§ **DATASET EXCERPTS**

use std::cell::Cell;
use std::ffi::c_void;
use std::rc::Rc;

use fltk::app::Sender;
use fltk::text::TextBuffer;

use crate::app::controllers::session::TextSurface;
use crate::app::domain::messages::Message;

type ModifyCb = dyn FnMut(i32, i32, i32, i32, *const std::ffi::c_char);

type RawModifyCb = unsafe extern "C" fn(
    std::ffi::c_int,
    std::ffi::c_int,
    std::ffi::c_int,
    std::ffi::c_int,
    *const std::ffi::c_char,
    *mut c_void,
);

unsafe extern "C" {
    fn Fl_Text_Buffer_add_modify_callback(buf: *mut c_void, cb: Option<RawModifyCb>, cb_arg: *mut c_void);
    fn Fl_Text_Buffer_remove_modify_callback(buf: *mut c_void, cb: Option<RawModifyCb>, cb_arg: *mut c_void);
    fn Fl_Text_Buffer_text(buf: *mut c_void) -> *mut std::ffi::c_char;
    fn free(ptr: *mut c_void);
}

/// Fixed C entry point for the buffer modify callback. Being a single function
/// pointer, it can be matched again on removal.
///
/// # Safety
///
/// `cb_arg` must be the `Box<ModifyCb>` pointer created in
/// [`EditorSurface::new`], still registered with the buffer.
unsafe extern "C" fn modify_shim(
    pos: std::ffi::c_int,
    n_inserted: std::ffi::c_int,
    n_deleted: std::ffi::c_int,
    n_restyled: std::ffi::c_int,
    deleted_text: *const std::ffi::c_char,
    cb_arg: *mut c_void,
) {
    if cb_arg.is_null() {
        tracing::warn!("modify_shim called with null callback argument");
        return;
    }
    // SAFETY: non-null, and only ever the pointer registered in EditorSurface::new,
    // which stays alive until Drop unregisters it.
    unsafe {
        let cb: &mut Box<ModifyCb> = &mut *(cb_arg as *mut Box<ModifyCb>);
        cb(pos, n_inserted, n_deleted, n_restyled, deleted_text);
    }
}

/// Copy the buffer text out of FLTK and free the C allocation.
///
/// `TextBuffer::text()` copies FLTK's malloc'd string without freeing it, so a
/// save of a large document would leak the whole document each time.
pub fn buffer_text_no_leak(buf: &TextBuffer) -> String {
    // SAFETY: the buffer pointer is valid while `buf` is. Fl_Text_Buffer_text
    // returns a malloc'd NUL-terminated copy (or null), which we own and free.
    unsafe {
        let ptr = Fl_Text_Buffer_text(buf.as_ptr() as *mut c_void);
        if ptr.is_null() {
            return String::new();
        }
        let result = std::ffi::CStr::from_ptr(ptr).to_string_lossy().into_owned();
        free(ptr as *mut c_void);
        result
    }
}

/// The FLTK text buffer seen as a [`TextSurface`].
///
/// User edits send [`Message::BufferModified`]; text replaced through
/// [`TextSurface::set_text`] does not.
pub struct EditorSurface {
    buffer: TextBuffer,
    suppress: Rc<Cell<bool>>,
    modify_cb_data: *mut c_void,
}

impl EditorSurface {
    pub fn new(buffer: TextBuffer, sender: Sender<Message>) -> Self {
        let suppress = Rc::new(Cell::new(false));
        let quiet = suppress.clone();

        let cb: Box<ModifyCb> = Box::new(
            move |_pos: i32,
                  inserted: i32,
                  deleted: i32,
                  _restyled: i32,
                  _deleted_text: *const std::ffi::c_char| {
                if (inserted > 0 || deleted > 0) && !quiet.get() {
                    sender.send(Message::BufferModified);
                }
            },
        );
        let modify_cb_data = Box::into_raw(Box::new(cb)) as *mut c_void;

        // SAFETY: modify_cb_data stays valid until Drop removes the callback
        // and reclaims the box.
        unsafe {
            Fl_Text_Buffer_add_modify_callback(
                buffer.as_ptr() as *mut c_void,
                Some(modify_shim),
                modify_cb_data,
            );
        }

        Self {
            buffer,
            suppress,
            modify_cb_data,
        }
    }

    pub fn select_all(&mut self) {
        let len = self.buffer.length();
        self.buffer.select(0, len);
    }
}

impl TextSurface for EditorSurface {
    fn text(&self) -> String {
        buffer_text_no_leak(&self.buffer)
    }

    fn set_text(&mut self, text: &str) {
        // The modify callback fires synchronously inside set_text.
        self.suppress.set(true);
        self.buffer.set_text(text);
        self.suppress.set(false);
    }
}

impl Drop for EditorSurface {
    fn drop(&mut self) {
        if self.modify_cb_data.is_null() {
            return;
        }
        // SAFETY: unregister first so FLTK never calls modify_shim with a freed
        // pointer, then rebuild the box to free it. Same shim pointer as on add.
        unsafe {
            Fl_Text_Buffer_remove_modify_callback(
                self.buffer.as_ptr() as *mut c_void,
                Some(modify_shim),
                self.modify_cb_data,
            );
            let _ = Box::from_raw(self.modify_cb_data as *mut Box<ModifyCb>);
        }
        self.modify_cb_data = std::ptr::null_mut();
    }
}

§ **EXERCISE**
In the entries above, find the line with "called with null" and the line with "let ptr = Fl_Text_Buffer_text(buf.as_ptr()", then set down exactly those two and every line between them, nothing else.

§ **WRITTEN REPLY**
        tracing::warn!("modify_shim called with null callback argument");
        return;
    }
    // SAFETY: non-null, and only ever the pointer registered in EditorSurface::new,
    // which stays alive until Drop unregisters it.
    unsafe {
        let cb: &mut Box<ModifyCb> = &mut *(cb_arg as *mut Box<ModifyCb>);
        cb(pos, n_inserted, n_deleted, n_restyled, deleted_text);
    }
}

/// Copy the buffer text out of FLTK and free the C allocation.
///
/// `TextBuffer::text()` copies FLTK's malloc'd string without freeing it, so a
/// save of a large document would leak the whole document each time.
pub fn buffer_text_no_leak(buf: &TextBuffer) -> String {
    // SAFETY: the buffer pointer is valid while `buf` is. Fl_Text_Buffer_text
    // returns a malloc'd NUL-terminated copy (or null), which we own and free.
    unsafe {
        let ptr = Fl_Text_Buffer_text(buf.as_ptr() as *mut c_void);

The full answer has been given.